Jon Jon - 1 month ago 5
Javascript Question

Regex JS - Create Capture Pattern Without Specified Word

I am trying to capture with Javascript regex any string between my domain and

.html
(if present), but am having trouble doing so. Any advice?

Regex:
www\.mysite\.com\/(.*)(\.html) // Does not capture 'www.mysite.com/cat'
www\.mysite\.com\/(.*)(\.html)? // Captures the '.html'

Test Data:
www.mysite.com/aadvark.html (capture group should be 'aadvark')
www.mysite.com/bird.html (capture group should be 'bird')
www.mysite.com/cat (capture group should be 'cat')

Sam Sam
Answer

A lot of issues like this can be fixed by being more specific with your dot-match-all. If you change your .* to [^.]* (0+ non-. characters), you'll get your expected results.
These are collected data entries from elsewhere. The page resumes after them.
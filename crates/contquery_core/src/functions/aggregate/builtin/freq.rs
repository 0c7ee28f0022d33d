use contquery_error::Result;

use super::{
    BuiltinAggregate, combine_sketch, first_arg, merge_sketch_arg, sketch_from_value, sketch_to_value,
};
use crate::arrays::datatype::DataType;
use crate::arrays::scalar::ScalarValue;
use crate::catalog::{AggregateDefinition, CombinerDefinition, FunctionDef, ReturnType, StateType};
use crate::functions::aggregate::{AggregateBehavior, TransitionValue};
use crate::functions::documentation::{Category, Documentation, Example};
use crate::statistics::cmsketch::CountMinSketch;

static FREQ_AGG_DOC: Documentation = Documentation {
    category: Category::APPROXIMATE_AGGREGATE,
    description: "Build a count-min sketch of the non-NULL inputs. Read it with freq and freq_total.",
    arguments: &["input"],
    example: Some(Example {
        example: "freq(freq_agg(url), '/index.html')",
        output: "17",
    }),
};

static FREQ_MERGE_AGG_DOC: Documentation = Documentation {
    category: Category::APPROXIMATE_AGGREGATE,
    description: "Merge count-min sketches built by freq_agg.",
    arguments: &["sketch"],
    example: None,
};

fn freq_combiner() -> CombinerDefinition {
    CombinerDefinition::new(FunctionDef::strict("freq_merge"), StateType::Internal)
        .with_serialization(FunctionDef::strict("freq_send"), FunctionDef::strict("freq_recv"))
}

pub fn definitions() -> Vec<BuiltinAggregate> {
    vec![
        (
            AggregateDefinition::new(
                "freq_agg",
                vec![DataType::Any],
                FunctionDef::non_strict("freq_agg_trans"),
                StateType::Internal,
                &FreqAgg,
            )
            .with_finalize(FunctionDef::strict("freq_out"), ReturnType::Fixed(DataType::Binary))
            .with_doc(&FREQ_AGG_DOC),
            Some(freq_combiner()),
        ),
        (
            AggregateDefinition::new(
                "freq_merge_agg",
                vec![DataType::Binary],
                FunctionDef::non_strict("freq_merge_agg_trans"),
                StateType::Internal,
                &FreqMergeAgg,
            )
            .with_finalize(FunctionDef::strict("freq_out"), ReturnType::Fixed(DataType::Binary))
            .with_doc(&FREQ_MERGE_AGG_DOC),
            Some(freq_combiner()),
        ),
    ]
}

fn merge_cms(cms: &mut CountMinSketch, other: &CountMinSketch) -> Result<()> {
    cms.merge(other)
}

#[derive(Debug, Clone, Copy)]
pub struct FreqAgg;

impl AggregateBehavior for FreqAgg {
    fn initial_state(&self) -> Option<TransitionValue> {
        Some(TransitionValue::internal(CountMinSketch::new()))
    }

    fn transition(&self, state: &mut TransitionValue, args: &[ScalarValue]) -> Result<()> {
        let value = first_arg(args)?;
        if value.is_null() {
            return Ok(());
        }
        state.internal_or_init(CountMinSketch::new)?.add(value, 1);
        Ok(())
    }

    fn combine(&self, state: &mut TransitionValue, other: TransitionValue) -> Result<()> {
        combine_sketch(state, other, merge_cms)
    }

    fn finalize(&self, state: &TransitionValue, _direct_args: &[ScalarValue]) -> Result<ScalarValue> {
        sketch_to_value::<CountMinSketch>(state)
    }

    fn serialize(&self, state: &TransitionValue) -> Result<ScalarValue> {
        sketch_to_value::<CountMinSketch>(state)
    }

    fn deserialize(&self, value: &ScalarValue) -> Result<TransitionValue> {
        sketch_from_value::<CountMinSketch>(value)
    }
}

#[derive(Debug, Clone, Copy)]
pub struct FreqMergeAgg;

impl AggregateBehavior for FreqMergeAgg {
    fn transition(&self, state: &mut TransitionValue, args: &[ScalarValue]) -> Result<()> {
        merge_sketch_arg(state, args, merge_cms)
    }

    fn combine(&self, state: &mut TransitionValue, other: TransitionValue) -> Result<()> {
        combine_sketch(state, other, merge_cms)
    }

    fn finalize(&self, state: &TransitionValue, _direct_args: &[ScalarValue]) -> Result<ScalarValue> {
        sketch_to_value::<CountMinSketch>(state)
    }

    fn serialize(&self, state: &TransitionValue) -> Result<ScalarValue> {
        sketch_to_value::<CountMinSketch>(state)
    }

    fn deserialize(&self, value: &ScalarValue) -> Result<TransitionValue> {
        sketch_from_value::<CountMinSketch>(value)
    }
}

#[cfg(test)]
mod tests {
    use super::*;

    fn feed(values: &[&str]) -> TransitionValue {
        let mut state = FreqAgg.initial_state().unwrap();
        for v in values {
            FreqAgg.transition(&mut state, &[ScalarValue::from(*v)]).unwrap();
        }
        FreqAgg.transition(&mut state, &[ScalarValue::Null]).unwrap();
        state
    }

    #[test]
    fn partials_combine_to_single_pass_counts() {
        let mut a = feed(&["a", "b", "a"]);
        let b = feed(&["a", "c"]);
        let b = FreqAgg.deserialize(&FreqAgg.serialize(&b).unwrap()).unwrap();
        FreqAgg.combine(&mut a, b).unwrap();

        let sketch = FreqAgg.finalize(&a, &[]).unwrap();
        let cms = CountMinSketch::from_bytes(sketch.try_as_binary().unwrap()).unwrap();
        assert_eq!(5, cms.total());

        // (value, expected)
        let cases = [("a", 3), ("b", 1), ("c", 1), ("d", 0)];
        for (value, expected) in cases {
            assert_eq!(expected, cms.estimate(&ScalarValue::from(value)), "{value}");
        }
    }

    #[test]
    fn merge_agg_skips_nulls() {
        let sketch = FreqAgg.finalize(&feed(&["x", "x"]), &[]).unwrap();
        let mut state = TransitionValue::null();
        for input in [ScalarValue::Null, sketch.clone(), sketch] {
            FreqMergeAgg.transition(&mut state, &[input]).unwrap();
        }
        let cms = state.downcast_ref::<CountMinSketch>().unwrap();
        assert_eq!(4, cms.estimate(&ScalarValue::from("x")));

        let empty = TransitionValue::null();
        assert_eq!(ScalarValue::Null, FreqMergeAgg.finalize(&empty, &[]).unwrap());
    }
}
/www\.mysite\.com\/([^.]*)(\.html)?/

This is because when you make (\.html) optional, the .* greedily continues to the end. This could also be fixed by using ? to make your repetition "lazy" (stops as soon as the next part of the expression matches); however, then you'd need to anchor the end of the expression with a $.

/www\.mysite\.com\/(.*?)(\.html)?$/

I'd recommend this first. But, the second is more encompassing by matching things like foo.bar in www.mysite.com/foo.bar.html.